- _Collected data_:
>>>>>
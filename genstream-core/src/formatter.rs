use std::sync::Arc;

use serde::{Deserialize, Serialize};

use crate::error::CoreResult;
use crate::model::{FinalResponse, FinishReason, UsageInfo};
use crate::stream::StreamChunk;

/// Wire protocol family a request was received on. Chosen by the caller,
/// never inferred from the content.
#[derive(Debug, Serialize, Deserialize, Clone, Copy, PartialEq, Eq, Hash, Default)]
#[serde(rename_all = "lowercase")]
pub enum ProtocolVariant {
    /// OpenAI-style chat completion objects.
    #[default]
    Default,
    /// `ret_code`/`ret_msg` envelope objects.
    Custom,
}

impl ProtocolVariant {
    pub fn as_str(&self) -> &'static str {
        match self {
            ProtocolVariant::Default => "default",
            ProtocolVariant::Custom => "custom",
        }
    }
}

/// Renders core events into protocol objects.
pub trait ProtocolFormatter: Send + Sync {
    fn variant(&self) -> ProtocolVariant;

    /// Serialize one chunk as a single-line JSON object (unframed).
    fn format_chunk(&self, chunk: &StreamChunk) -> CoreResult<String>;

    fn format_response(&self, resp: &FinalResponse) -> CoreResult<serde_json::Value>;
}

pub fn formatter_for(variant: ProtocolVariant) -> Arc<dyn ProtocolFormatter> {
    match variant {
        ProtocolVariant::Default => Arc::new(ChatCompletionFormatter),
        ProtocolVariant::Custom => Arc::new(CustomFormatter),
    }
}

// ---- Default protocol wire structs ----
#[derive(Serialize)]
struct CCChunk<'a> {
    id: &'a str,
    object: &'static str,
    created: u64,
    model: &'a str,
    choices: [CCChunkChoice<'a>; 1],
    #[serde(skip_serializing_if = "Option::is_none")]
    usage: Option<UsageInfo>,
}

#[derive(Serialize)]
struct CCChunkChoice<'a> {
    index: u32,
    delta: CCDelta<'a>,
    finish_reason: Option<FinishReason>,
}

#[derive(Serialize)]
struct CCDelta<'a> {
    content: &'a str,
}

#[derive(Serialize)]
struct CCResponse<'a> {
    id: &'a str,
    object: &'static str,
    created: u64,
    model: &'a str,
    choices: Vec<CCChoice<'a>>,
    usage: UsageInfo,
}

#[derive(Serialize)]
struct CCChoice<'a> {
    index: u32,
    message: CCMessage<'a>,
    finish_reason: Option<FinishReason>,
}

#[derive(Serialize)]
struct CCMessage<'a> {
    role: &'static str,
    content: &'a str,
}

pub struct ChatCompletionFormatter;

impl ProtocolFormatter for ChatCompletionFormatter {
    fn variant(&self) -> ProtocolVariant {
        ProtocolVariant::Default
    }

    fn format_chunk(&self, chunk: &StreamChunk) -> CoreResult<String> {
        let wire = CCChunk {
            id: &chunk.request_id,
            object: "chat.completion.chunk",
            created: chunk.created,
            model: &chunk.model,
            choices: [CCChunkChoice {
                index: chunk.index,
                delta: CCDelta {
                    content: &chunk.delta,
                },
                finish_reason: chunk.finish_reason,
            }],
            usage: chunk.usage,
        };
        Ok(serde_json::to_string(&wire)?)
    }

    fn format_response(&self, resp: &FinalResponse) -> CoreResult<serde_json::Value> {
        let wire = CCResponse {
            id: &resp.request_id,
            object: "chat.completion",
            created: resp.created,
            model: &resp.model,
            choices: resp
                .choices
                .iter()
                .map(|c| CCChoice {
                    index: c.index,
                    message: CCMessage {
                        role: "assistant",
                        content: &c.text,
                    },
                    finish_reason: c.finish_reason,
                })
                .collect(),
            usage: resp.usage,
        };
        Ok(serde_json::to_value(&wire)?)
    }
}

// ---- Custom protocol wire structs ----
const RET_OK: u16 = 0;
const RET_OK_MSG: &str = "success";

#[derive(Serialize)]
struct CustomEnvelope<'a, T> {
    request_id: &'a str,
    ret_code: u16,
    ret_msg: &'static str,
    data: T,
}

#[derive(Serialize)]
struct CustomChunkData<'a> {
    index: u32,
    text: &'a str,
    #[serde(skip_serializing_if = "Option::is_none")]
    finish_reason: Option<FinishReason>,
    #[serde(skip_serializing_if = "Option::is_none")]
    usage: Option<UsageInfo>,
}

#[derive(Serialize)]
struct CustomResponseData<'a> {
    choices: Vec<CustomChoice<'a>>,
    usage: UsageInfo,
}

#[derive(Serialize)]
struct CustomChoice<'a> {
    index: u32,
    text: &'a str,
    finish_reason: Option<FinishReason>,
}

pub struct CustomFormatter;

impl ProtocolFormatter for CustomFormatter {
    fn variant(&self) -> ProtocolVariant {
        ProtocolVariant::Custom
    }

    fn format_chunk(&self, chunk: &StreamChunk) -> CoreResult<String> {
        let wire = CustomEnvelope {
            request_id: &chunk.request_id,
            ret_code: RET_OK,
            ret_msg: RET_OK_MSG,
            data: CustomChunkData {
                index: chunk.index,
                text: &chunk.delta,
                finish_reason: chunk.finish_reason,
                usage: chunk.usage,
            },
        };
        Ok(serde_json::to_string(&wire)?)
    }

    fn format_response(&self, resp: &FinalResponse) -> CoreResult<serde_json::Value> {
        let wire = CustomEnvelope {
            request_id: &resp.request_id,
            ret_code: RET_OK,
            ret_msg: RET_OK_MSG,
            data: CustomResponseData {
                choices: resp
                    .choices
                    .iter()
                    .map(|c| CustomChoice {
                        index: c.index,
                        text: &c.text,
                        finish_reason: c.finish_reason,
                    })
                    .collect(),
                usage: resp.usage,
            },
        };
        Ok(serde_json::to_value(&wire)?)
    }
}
<<<<<
- _What is required_: Your answer should be exactly the lines of the data above, from the first through the line containing "JSON object (unframed).".

- _Result_:
filename genstream-core/src/formatter.rs
use std::sync::Arc;

use serde::{Deserialize, Serialize};

use crate::error::CoreResult;
use crate::model::{FinalResponse, FinishReason, UsageInfo};
use crate::stream::StreamChunk;

/// Wire protocol family a request was received on. Chosen by the caller,
/// never inferred from the content.
#[derive(Debug, Serialize, Deserialize, Clone, Copy, PartialEq, Eq, Hash, Default)]
#[serde(rename_all = "lowercase")]
pub enum ProtocolVariant {
    /// OpenAI-style chat completion objects.
    #[default]
    Default,
    /// `ret_code`/`ret_msg` envelope objects.
    Custom,
}

impl ProtocolVariant {
    pub fn as_str(&self) -> &'static str {
        match self {
            ProtocolVariant::Default => "default",
            ProtocolVariant::Custom => "custom",
        }
    }
}

/// Renders core events into protocol objects.
pub trait ProtocolFormatter: Send + Sync {
    fn variant(&self) -> ProtocolVariant;

    /// Serialize one chunk as a single-line JSON object (unframed).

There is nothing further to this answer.